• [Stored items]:

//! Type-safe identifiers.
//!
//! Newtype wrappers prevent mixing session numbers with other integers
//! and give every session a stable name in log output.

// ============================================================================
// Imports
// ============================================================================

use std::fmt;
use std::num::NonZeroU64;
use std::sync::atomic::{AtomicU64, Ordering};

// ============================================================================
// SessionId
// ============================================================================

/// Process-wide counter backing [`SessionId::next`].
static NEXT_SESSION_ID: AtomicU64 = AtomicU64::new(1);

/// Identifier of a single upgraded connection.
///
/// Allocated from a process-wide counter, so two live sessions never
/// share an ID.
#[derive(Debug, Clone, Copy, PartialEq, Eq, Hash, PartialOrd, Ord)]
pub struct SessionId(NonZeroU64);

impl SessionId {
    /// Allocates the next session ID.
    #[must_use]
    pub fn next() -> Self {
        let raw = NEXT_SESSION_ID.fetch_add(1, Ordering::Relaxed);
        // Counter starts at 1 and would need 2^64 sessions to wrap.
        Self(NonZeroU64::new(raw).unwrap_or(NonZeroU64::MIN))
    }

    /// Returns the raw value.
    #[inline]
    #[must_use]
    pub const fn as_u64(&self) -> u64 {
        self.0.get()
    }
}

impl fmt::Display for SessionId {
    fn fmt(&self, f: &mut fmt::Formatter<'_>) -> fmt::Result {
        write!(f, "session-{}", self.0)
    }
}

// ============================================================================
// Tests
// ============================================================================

* * *

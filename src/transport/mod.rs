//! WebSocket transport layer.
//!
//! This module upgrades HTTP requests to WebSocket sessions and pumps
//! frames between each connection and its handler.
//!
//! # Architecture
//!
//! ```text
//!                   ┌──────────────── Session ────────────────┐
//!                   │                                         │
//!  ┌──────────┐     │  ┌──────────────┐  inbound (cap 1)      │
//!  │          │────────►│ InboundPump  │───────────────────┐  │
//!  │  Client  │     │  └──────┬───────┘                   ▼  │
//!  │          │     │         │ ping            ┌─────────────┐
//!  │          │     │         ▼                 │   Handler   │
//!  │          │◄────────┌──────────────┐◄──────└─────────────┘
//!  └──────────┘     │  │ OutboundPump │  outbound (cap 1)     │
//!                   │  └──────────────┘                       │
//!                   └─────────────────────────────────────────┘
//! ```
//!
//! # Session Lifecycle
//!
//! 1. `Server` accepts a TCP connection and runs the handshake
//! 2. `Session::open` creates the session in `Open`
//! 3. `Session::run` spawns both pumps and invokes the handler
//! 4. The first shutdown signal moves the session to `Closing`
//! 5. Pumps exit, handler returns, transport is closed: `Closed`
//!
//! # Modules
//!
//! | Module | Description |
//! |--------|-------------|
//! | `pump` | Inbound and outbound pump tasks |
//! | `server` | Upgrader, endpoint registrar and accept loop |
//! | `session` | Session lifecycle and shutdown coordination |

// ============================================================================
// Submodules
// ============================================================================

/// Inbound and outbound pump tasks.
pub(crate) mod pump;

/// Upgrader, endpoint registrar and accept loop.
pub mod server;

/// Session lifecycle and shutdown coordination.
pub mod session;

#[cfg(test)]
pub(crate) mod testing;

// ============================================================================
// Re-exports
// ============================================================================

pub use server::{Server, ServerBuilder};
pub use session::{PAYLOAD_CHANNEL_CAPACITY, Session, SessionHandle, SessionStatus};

* * *

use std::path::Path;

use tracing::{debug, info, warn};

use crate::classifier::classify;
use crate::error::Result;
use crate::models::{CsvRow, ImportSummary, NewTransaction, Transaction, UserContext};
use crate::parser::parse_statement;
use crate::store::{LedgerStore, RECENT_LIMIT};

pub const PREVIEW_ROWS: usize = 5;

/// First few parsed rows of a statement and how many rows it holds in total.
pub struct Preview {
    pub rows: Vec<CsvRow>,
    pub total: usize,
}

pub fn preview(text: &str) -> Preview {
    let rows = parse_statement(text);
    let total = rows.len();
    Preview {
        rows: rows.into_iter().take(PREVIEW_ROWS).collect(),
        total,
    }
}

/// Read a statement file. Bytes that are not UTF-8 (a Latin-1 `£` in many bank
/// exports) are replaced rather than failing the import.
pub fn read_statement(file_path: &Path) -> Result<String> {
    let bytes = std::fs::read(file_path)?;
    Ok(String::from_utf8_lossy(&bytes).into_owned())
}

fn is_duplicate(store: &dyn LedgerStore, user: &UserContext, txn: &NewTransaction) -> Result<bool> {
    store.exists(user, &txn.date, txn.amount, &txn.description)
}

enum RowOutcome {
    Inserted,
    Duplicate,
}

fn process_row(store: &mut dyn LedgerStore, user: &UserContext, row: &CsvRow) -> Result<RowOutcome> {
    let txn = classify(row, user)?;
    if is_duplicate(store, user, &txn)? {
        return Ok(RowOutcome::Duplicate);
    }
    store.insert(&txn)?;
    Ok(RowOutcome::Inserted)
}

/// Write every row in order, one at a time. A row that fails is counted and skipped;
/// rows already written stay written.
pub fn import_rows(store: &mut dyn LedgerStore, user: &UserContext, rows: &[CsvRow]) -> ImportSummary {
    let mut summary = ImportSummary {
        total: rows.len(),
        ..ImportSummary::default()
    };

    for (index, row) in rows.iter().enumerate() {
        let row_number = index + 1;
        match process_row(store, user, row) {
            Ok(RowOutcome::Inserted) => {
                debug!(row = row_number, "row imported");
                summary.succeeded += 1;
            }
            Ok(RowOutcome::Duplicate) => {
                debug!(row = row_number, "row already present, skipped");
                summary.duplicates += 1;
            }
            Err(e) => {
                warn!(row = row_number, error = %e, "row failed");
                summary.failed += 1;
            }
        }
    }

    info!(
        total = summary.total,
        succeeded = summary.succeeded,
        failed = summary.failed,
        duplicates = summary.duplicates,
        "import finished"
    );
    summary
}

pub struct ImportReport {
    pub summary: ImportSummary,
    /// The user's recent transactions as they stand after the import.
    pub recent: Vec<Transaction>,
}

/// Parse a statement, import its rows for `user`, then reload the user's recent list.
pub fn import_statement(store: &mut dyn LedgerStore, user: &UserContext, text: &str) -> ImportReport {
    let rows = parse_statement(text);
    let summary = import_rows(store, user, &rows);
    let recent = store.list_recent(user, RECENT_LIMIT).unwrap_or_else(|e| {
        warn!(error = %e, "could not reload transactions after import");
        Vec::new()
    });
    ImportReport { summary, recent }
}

• [Work to be completed]: Among the lines above, find those with the word "classify". Copy them.

• [Solution to this exercise]:
use crate::classifier::classify;
    let txn = classify(row, user)?;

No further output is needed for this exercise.